Enter Farmers Business Network (FBN), a “farmer-to-farmer” network developed to analyze and simplify data pooled from the farm. For $500 per year—no matter the acreage—farmers gain access to the network, into which data files are submitted and integrated. Members can then view insights on seed selection, compare productivity with others in the network, and benchmark field performance over time. The system works with data extracted from any kind of precision ag equipment; for farms without such equipment, FBN will aggregate manually recorded data.

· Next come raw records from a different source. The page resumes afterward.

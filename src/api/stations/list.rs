use crate::api::AppState;
use crate::schedule::Station;
use axum::{extract::State, Json};
use serde::Serialize;
use utoipa::ToSchema;

#[derive(Debug, Serialize, ToSchema)]
pub struct StationListResponse {
    pub stations: Vec<Station>,
}

/// List all stations on the line, in corridor order
#[utoipa::path(
    get,
    path = "/api/stations",
    responses(
        (status = 200, description = "Station reference data", body = StationListResponse)
    ),
    tag = "stations"
)]
pub async fn list_stations(State(state): State<AppState>) -> Json<StationListResponse> {
    let stations = state.runtime.schedule().stations().cloned().collect();
    Json(StationListResponse { stations })
}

Presently, there are hundreds of members and over four million acres worth of data analyzed.
According to Charles Baron, VP of product development, the system produces the richest data sets available to farmers right now. “The impetus is that growers don’t have as much information about their land as they should,” he said. “We’re providing farmers with the tools to make better decisions in the future.”

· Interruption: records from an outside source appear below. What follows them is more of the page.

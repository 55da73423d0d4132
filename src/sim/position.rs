/// Position resolver: converts a train instance's elapsed time into a
/// coordinate, bearing, and segment metadata along its oriented route
/// geometry. Returns nothing before departure and nothing once the journey
/// is complete; completed trains simply vanish from the live set.
use crate::geometry::spatial::{initial_bearing, point_along_path};
use crate::geometry::RouteGeometry;
use crate::sim::fleet::TrainInstance;
use chrono::{DateTime, Utc};

/// How far ahead along the segment the bearing target sits, as a fraction of
/// segment progress. Keeps the heading updating continuously across nearly
/// straight polyline chunks.
const BEARING_LOOKAHEAD_FRACTION: f64 = 0.01;

#[derive(Debug, Clone)]
pub struct ResolvedPosition {
    /// [lon, lat]
    pub coordinate: [f64; 2],
    /// Degrees clockwise from north
    pub bearing_degrees: f64,
    /// 0.0-1.0 over the whole route
    pub progress: f64,
    /// Index into the oriented segment list
    pub segment_index: usize,
    pub from_station_id: String,
    pub to_station_id: String,
    /// 0.0-1.0 within the current segment
    pub segment_progress: f64,
}

/// Resolve a train's position at `now`. `geometry` must already be oriented
/// for the instance's direction of travel (the cache serves both
/// orientations). Returns None before departure or after journey completion.
pub fn resolve_position(
    instance: &TrainInstance,
    geometry: &RouteGeometry,
    now: DateTime<Utc>,
) -> Option<ResolvedPosition> {
    let elapsed = (now - instance.departure_time).num_seconds();
    if elapsed < 0 {
        return None;
    }

    let total_secs = geometry.total_travel_secs() as i64;
    if total_secs <= 0 || elapsed >= total_secs {
        return None;
    }

    let progress = elapsed as f64 / total_secs as f64;
    let total_distance = geometry.total_distance_meters();
    let target_distance = total_distance * progress;

    // Walk segments until the target distance falls inside one.
    let mut walked = 0.0;
    let last_index = geometry.segments.len() - 1;
    for (index, segment) in geometry.segments.iter().enumerate() {
        let is_last = index == last_index;
        if walked + segment.distance_meters < target_distance && !is_last {
            walked += segment.distance_meters;
            continue;
        }

        let segment_progress = if segment.distance_meters > 0.0 {
            ((target_distance - walked) / segment.distance_meters).clamp(0.0, 1.0)
        } else {
            0.0
        };

        let coordinate = point_along_path(&segment.path, segment_progress);
        let bearing_degrees = bearing_at(&segment.path, segment_progress, coordinate);

        return Some(ResolvedPosition {
            coordinate,
            bearing_degrees,
            progress,
            segment_index: index,
            from_station_id: segment.from_station_id.clone(),
            to_station_id: segment.to_station_id.clone(),
            segment_progress,
        });
    }

    None
}

/// Bearing at a point on a path: forward azimuth toward a point slightly
/// further along. At the very end of the path the last path step is used so
/// the heading never collapses to a degenerate zero-length azimuth.
fn bearing_at(path: &[[f64; 2]], segment_progress: f64, coordinate: [f64; 2]) -> f64 {
    let ahead_fraction = (segment_progress + BEARING_LOOKAHEAD_FRACTION).min(1.0);
    let ahead = point_along_path(path, ahead_fraction);

    if (ahead[0] - coordinate[0]).abs() > 1e-12 || (ahead[1] - coordinate[1]).abs() > 1e-12 {
        return initial_bearing(coordinate, ahead);
    }

    // Sitting on the final point: fall back to the last distinct step.
    match path {
        [.., prev, last] if prev != last => initial_bearing(*prev, *last),
        _ => 0.0,
    }
}

#[cfg(test)]
mod tests {
    use super::*;
    use crate::geometry::mapper::{reverse_route_geometry, Segment};
    use crate::schedule::test_fixtures::*;
    use crate::schedule::{Direction, ScheduleData};
    use chrono::TimeZone;

    fn utc(h: u32, mi: u32, s: u32) -> DateTime<Utc> {
        Utc.with_ymd_and_hms(2026, 3, 10, h, mi, s).unwrap()
    }

    fn instance(departure: DateTime<Utc>) -> TrainInstance {
        TrainInstance {
            id: "r1:forward:0".to_string(),
            route_id: "r1".to_string(),
            direction: Direction::Forward,
            departure_time: departure,
        }
    }

    fn segment(from: &str, to: &str, path: Vec<[f64; 2]>, secs: u32) -> Segment {
        let distance_meters = crate::geometry::spatial::path_length(&path);
        Segment {
            from_station_id: from.to_string(),
            to_station_id: to.to_string(),
            path,
            distance_meters,
            travel_time_secs: secs,
            matched: true,
        }
    }

    fn single_segment_geometry() -> RouteGeometry {
        // A straight 180 s segment from (0,0) to (0,3).
        RouteGeometry {
            route_id: "r1".to_string(),
            segments: vec![segment("a", "b", vec![[0.0, 0.0], [0.0, 3.0]], 180)],
        }
    }

    #[test]
    fn none_before_departure() {
        let geometry = single_segment_geometry();
        let train = instance(utc(8, 0, 0));
        assert!(resolve_position(&train, &geometry, utc(7, 59, 59)).is_none());
    }

    #[test]
    fn none_after_journey_complete() {
        let geometry = single_segment_geometry();
        let train = instance(utc(8, 0, 0));
        assert!(resolve_position(&train, &geometry, utc(8, 3, 0)).is_none());
        assert!(resolve_position(&train, &geometry, utc(9, 0, 0)).is_none());
    }

    #[test]
    fn halfway_point_interpolation() {
        // At 90 s into a 180 s segment the train sits at the 50% point.
        let geometry = single_segment_geometry();
        let train = instance(utc(8, 0, 0));
        let position = resolve_position(&train, &geometry, utc(8, 1, 30)).unwrap();
        assert!((position.progress - 0.5).abs() < 1e-9);
        assert!((position.coordinate[1] - 1.5).abs() < 1e-6);
        assert!(position.coordinate[0].abs() < 1e-9);
        assert_eq!(position.segment_index, 0);
        assert!((position.segment_progress - 0.5).abs() < 1e-9);
        // Heading due north.
        assert!(position.bearing_degrees.abs() < 1.0);
    }

    #[test]
    fn progress_is_monotonic() {
        let geometry = single_segment_geometry();
        let train = instance(utc(8, 0, 0));
        let mut last = -1.0;
        for secs in [1, 30, 60, 100, 150, 179] {
            let position =
                resolve_position(&train, &geometry, utc(8, 0, 0) + chrono::Duration::seconds(secs))
                    .unwrap();
            assert!(position.progress > last);
            assert!(position.progress >= 0.0 && position.progress <= 1.0);
            last = position.progress;
        }
    }

    #[test]
    fn walks_into_later_segments() {
        // Two equal-length segments; total time 360 s. At 270 s the train is
        // halfway through the second segment.
        let geometry = RouteGeometry {
            route_id: "r1".to_string(),
            segments: vec![
                segment("a", "b", vec![[0.0, 0.0], [0.0, 1.0]], 180),
                segment("b", "c", vec![[0.0, 1.0], [0.0, 2.0]], 180),
            ],
        };
        let train = instance(utc(8, 0, 0));
        let position = resolve_position(&train, &geometry, utc(8, 4, 30)).unwrap();
        assert_eq!(position.segment_index, 1);
        assert_eq!(position.from_station_id, "b");
        assert_eq!(position.to_station_id, "c");
        assert!((position.segment_progress - 0.5).abs() < 1e-3);
        assert!((position.coordinate[1] - 1.5).abs() < 1e-3);
    }

    #[test]
    fn interpolates_by_arc_length_across_uneven_density() {
        // Dense points in the first half, a single long step in the second.
        let geometry = RouteGeometry {
            route_id: "r1".to_string(),
            segments: vec![segment(
                "a",
                "b",
                vec![[0.0, 0.0], [0.0, 0.25], [0.0, 0.5], [0.0, 1.0], [0.0, 2.0]],
                200,
            )],
        };
        let train = instance(utc(8, 0, 0));
        // At 50% elapsed the train must be at 50% arc length (lat 1.0), not
        // at the middle point index (lat 0.5).
        let position = resolve_position(&train, &geometry, utc(8, 1, 40)).unwrap();
        assert!((position.coordinate[1] - 1.0).abs() < 1e-3);
    }

    #[test]
    fn backward_direction_travels_reversed_path() {
        let schedule = ScheduleData::from_parts(
            vec![
                station("a", 0.0, 0.0, 0.0),
                station("b", 0.0, 1.0, 111.0),
                station("c", 0.0, 2.0, 222.0),
            ],
            vec![route("r1", &["a", "b", "c"], 20, ("00:00:00", "23:59:00"))],
            vec![travel("a", "b", 180), travel("b", "c", 180)],
        )
        .unwrap();
        let forward = RouteGeometry {
            route_id: "r1".to_string(),
            segments: vec![
                segment("a", "b", vec![[0.0, 0.0], [0.0, 1.0]], 180),
                segment("b", "c", vec![[0.0, 1.0], [0.0, 2.0]], 180),
            ],
        };
        let backward = reverse_route_geometry(&forward, &schedule);

        let train = TrainInstance {
            id: "r1:backward:0".to_string(),
            route_id: "r1".to_string(),
            direction: Direction::Backward,
            departure_time: utc(8, 0, 0),
        };
        // 90 s in: halfway down the first backward segment, c -> b.
        let position = resolve_position(&train, &backward, utc(8, 1, 30)).unwrap();
        assert_eq!(position.from_station_id, "c");
        assert_eq!(position.to_station_id, "b");
        assert!((position.coordinate[1] - 1.5).abs() < 1e-3);
        // Heading due south.
        assert!((position.bearing_degrees - 180.0).abs() < 1.0);
    }
}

Founded in 2014 by Amol Deshpande, a partner at Kleiner Perkins, FBN raised $4.6 million in venture capital last April and has received lots of attention since the system launched in November. While the network allows farmers to evaluate their own field performance against other farms, the data is anonymous, and FBN stresses that security and user confidentiality is a top priority.
“The number one thing growers are concerned about is that the data will be used in ways that will hurt their farms rather than benefit them,” Baron said. “By using our network, farmers are connected in a way that’s completely safe. FBN is in the business of analyzing data—we do not share that information with anyone.”

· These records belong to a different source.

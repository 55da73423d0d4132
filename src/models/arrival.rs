use crate::schedule::Direction;
use serde::{Deserialize, Serialize};
use utoipa::ToSchema;

/// Predicted arrival of a live train at a station.
#[derive(Debug, Clone, Serialize, Deserialize, ToSchema)]
pub struct ArrivalPrediction {
    pub train_id: String,
    pub route_id: String,
    pub route_name: String,
    pub direction: Direction,
    /// Where the train ultimately terminates
    pub final_destination_station_id: String,
    /// Predicted arrival time (ISO 8601)
    pub arrival_time: String,
    pub seconds_away: i64,
    pub minutes_away: i64,
    /// 0.0-1.0, decaying with the number of segments still to traverse
    pub confidence: f64,
}

#[derive(Debug, Clone, Serialize, Deserialize, ToSchema)]
pub struct ArrivalsResponse {
    pub station_id: String,
    /// Soonest first
    pub arrivals: Vec<ArrivalPrediction>,
    /// Timestamp when predictions were calculated (ISO 8601)
    pub timestamp: String,
}
use crate::api::AppState;
use crate::models::JourneyPlanResponse;
use crate::predict::JourneyOptions;
use axum::{
    extract::{Query, State},
    Json,
};
use chrono::{DateTime, Utc};
use serde::Deserialize;
use utoipa::IntoParams;

#[derive(Debug, Deserialize, IntoParams)]
pub struct JourneyQuery {
    /// Origin station id
    pub from: String,
    /// Destination station id
    pub to: String,
    /// Maximum acceptable wait for a live train, in minutes
    pub max_wait_minutes: Option<i64>,
    /// Plan relative to this instant (RFC 3339); defaults to now
    pub departure_time: Option<String>,
}

/// Plan a journey between two stations
///
/// `plan` is null when the stations are identical, unknown, or not on a
/// common route; callers render that as "no route found".
#[utoipa::path(
    get,
    path = "/api/journeys/plan",
    params(JourneyQuery),
    responses(
        (status = 200, description = "Journey plan, or null when no route connects the stations", body = JourneyPlanResponse)
    ),
    tag = "journeys"
)]
pub async fn plan_journey(
    State(state): State<AppState>,
    Query(query): Query<JourneyQuery>,
) -> Json<JourneyPlanResponse> {
    let now = Utc::now();
    let departure_time = query
        .departure_time
        .as_deref()
        .and_then(|raw| DateTime::parse_from_rfc3339(raw).ok())
        .map(|dt| dt.with_timezone(&Utc));

    let mut opts = JourneyOptions {
        departure_time,
        ..JourneyOptions::default()
    };
    if let Some(max_wait) = query.max_wait_minutes {
        opts.max_wait_minutes = max_wait;
    }

    let plan = state.runtime.plan(&query.from, &query.to, opts, now).await;

    Json(JourneyPlanResponse {
        plan,
        timestamp: now.to_rfc3339(),
    })
}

FBN is beefing up its team—Ed Rowe, former VP of product and technology at Adobe, is a new hire—and buckling down for more visibility as the system expands its user base; according to Baron, the network has grown mostly from word of mouth until just recently. Although members are mainly concentrated in the Midwest region, FBN has mapped data in 15 different states, and that number is expected to rise. With each new user, Baron said the FBN network becomes “more powerful, intuitive, and complete.”
This month, the company released the FBN Seed Finder app for Apple devices, which displays seed performance results from 400 seed varieties. As FBN moves into its second year, it hopes to not only improve efficiency on individual farms, but to also strengthen entire farming communities through accessible data. “We want to help farmers help farmers,” Baron said.